What you should do ▸
Should a line below contain the word "struct", report it.

--------------------

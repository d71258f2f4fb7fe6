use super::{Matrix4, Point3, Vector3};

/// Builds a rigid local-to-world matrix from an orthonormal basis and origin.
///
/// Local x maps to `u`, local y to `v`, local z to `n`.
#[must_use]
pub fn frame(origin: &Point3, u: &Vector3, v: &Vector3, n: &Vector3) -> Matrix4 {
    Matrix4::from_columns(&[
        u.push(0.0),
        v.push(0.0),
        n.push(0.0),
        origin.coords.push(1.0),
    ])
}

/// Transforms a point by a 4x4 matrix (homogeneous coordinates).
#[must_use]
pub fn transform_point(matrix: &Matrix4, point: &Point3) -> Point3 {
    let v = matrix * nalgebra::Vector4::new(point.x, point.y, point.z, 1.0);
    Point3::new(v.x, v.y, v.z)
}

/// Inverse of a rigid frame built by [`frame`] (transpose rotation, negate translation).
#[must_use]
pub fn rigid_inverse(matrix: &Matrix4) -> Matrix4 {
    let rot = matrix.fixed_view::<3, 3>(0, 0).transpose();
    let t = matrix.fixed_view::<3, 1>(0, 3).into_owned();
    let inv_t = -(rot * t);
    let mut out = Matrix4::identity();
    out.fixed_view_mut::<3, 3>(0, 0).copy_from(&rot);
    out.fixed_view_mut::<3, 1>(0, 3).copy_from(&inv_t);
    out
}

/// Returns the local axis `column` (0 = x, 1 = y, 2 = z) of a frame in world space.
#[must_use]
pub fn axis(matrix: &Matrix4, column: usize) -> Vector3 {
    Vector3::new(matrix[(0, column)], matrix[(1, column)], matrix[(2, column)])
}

--------------------

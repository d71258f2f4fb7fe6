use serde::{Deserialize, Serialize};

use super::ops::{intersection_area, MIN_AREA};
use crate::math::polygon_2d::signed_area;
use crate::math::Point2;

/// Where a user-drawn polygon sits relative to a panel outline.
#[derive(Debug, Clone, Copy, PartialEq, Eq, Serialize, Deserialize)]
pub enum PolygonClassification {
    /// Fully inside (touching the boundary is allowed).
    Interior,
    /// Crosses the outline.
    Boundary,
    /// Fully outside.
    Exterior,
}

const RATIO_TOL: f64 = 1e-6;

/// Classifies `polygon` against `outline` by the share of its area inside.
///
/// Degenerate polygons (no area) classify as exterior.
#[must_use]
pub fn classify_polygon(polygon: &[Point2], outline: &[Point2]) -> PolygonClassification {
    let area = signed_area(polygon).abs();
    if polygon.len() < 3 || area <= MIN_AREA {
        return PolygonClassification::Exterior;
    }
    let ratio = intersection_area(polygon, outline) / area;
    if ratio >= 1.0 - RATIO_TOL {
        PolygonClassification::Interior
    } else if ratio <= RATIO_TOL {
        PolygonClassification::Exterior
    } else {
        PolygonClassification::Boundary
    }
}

--------------------

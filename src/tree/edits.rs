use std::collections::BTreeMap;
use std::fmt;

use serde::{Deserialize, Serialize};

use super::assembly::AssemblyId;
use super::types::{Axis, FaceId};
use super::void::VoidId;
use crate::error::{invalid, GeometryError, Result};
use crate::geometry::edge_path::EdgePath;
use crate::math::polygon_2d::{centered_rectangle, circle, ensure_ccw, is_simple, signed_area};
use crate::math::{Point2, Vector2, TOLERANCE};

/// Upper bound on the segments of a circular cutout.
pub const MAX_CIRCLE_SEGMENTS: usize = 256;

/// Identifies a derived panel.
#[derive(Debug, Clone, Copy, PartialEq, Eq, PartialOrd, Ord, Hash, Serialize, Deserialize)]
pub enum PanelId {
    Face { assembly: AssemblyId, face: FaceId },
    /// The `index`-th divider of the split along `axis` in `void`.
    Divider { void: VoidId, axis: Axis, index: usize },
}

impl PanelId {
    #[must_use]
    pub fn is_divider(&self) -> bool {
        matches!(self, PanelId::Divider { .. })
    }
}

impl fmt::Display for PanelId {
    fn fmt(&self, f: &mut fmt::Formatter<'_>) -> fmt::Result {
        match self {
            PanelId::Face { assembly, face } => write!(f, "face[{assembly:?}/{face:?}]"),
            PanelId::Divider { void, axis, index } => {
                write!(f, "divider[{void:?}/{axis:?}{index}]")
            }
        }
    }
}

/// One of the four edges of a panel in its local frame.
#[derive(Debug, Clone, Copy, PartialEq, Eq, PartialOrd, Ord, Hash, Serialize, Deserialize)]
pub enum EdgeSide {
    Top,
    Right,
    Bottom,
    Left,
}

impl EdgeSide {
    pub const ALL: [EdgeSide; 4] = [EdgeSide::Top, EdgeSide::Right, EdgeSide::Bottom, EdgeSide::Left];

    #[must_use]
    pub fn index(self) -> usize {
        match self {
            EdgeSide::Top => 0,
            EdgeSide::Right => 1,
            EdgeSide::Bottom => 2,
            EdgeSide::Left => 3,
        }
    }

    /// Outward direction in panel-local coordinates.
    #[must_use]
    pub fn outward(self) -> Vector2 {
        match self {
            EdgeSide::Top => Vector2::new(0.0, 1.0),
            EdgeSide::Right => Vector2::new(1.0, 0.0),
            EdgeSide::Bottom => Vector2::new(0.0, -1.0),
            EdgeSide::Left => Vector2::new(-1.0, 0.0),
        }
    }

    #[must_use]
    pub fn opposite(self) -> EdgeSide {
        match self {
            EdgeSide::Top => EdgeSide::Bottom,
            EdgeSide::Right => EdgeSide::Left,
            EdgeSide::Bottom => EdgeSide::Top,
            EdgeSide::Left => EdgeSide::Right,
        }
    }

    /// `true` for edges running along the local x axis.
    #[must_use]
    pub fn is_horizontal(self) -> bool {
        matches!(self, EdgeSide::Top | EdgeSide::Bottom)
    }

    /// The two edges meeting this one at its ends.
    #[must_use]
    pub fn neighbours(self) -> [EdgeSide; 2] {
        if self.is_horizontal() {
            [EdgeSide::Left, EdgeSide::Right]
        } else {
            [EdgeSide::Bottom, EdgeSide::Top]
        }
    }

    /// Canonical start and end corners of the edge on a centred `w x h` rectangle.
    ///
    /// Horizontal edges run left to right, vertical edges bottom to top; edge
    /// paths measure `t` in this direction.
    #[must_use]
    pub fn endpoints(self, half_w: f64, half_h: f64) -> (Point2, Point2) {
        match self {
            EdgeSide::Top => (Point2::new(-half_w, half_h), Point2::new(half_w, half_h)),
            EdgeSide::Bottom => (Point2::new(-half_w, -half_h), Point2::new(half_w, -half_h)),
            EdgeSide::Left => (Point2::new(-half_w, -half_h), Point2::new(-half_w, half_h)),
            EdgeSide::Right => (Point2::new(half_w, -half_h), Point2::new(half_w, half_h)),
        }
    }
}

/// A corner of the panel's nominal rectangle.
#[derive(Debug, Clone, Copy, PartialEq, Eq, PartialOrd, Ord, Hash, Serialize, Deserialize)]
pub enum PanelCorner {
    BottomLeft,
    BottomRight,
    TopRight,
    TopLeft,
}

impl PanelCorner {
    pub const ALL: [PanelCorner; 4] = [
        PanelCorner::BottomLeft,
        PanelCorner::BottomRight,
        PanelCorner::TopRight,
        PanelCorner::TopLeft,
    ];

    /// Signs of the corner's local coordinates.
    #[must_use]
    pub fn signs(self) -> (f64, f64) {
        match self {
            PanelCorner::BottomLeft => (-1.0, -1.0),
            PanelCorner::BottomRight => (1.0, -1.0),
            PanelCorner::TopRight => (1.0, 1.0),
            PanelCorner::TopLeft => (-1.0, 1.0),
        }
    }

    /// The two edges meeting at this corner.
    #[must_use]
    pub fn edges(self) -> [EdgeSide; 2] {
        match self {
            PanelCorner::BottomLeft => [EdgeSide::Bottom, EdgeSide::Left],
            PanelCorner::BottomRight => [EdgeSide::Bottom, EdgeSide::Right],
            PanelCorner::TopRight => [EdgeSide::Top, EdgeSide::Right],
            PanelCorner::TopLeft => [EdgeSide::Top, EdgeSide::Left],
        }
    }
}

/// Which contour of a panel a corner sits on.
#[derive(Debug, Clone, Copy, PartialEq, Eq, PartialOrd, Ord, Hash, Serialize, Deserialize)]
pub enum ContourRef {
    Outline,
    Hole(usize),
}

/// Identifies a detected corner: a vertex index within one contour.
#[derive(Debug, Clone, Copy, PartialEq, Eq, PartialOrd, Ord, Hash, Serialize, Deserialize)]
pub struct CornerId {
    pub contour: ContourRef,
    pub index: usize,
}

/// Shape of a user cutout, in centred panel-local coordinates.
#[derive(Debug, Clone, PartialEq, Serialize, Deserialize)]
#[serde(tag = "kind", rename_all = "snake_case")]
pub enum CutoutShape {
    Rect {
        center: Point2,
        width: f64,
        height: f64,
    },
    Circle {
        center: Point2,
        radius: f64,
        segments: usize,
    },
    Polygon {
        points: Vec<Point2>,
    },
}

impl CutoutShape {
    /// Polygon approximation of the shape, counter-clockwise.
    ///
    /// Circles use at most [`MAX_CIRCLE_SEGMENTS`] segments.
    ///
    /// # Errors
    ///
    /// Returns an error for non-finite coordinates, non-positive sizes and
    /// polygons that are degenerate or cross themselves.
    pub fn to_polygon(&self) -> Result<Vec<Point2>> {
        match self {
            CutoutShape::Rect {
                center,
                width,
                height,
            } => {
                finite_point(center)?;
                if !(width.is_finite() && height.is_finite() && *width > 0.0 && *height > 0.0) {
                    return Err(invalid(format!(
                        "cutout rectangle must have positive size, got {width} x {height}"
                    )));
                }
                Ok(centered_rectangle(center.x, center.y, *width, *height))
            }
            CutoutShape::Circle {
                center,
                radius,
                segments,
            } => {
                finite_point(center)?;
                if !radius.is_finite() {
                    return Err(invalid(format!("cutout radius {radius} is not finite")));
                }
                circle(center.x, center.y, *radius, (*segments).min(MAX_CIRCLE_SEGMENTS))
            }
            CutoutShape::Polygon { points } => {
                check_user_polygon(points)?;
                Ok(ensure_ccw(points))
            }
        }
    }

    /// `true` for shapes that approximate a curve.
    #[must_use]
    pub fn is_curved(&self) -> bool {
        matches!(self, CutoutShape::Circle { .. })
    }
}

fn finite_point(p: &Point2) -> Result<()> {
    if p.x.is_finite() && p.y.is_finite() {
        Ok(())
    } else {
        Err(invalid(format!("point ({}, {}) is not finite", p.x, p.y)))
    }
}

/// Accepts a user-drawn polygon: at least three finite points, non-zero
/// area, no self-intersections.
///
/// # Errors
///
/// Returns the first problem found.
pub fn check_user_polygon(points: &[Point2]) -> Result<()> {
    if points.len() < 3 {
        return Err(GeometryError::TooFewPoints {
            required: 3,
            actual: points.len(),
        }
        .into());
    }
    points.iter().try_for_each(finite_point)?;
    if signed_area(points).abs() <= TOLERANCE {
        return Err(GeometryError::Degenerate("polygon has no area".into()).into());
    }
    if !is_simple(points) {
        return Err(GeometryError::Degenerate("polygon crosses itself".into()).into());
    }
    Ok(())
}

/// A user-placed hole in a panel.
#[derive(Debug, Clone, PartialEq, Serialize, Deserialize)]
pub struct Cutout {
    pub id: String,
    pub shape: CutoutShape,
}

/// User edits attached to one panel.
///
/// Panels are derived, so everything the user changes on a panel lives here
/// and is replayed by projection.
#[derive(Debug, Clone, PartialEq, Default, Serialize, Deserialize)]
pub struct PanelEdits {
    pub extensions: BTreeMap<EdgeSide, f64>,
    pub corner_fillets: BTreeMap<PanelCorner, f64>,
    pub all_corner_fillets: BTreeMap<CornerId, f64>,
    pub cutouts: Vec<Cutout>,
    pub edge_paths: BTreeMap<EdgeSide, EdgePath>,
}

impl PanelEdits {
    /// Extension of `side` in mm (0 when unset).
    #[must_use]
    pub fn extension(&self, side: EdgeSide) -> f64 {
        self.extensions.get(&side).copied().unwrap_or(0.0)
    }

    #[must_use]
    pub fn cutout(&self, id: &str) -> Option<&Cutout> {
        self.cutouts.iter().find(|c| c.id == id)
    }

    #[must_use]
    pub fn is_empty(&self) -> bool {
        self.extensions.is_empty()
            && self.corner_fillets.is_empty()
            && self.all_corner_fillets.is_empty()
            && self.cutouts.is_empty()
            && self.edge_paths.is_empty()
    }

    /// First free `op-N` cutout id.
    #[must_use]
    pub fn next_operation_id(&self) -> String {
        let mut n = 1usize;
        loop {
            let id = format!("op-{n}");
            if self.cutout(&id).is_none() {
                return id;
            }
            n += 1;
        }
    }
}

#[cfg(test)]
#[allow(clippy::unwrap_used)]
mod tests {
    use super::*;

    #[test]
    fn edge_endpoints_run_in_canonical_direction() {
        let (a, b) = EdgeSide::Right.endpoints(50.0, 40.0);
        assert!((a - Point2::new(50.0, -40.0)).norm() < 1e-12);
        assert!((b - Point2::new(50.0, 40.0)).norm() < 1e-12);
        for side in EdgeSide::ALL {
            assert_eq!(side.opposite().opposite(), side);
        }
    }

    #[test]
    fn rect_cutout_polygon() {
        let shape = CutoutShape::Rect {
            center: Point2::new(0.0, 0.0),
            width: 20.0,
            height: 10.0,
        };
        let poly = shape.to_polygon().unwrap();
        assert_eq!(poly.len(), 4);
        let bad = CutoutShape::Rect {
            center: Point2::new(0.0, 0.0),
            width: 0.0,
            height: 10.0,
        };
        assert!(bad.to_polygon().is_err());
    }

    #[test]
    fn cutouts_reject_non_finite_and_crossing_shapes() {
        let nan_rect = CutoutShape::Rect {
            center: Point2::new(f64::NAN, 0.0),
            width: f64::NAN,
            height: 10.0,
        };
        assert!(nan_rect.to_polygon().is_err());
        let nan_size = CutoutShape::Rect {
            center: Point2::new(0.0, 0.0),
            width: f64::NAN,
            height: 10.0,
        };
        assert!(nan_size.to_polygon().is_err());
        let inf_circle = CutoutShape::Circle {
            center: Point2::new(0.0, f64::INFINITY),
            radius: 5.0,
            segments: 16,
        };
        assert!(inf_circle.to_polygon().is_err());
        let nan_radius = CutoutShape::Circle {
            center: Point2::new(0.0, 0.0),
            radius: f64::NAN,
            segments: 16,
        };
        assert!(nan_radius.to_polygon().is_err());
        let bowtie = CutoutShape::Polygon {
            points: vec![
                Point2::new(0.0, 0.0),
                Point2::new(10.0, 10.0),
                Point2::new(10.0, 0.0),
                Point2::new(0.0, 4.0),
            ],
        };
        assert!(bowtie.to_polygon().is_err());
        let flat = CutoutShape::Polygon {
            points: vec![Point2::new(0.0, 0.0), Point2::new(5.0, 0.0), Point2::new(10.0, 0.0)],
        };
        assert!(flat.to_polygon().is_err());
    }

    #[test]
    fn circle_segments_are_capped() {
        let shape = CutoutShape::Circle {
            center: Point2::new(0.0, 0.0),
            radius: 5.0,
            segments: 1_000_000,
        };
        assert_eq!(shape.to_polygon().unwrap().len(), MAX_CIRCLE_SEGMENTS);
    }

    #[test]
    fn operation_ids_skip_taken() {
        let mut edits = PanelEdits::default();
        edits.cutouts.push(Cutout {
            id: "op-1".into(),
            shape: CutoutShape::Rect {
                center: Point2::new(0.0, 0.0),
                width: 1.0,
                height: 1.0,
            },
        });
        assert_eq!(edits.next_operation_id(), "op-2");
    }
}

--------------------

Solution below ▸
pub struct CornerId {
pub struct Cutout {
pub struct PanelEdits {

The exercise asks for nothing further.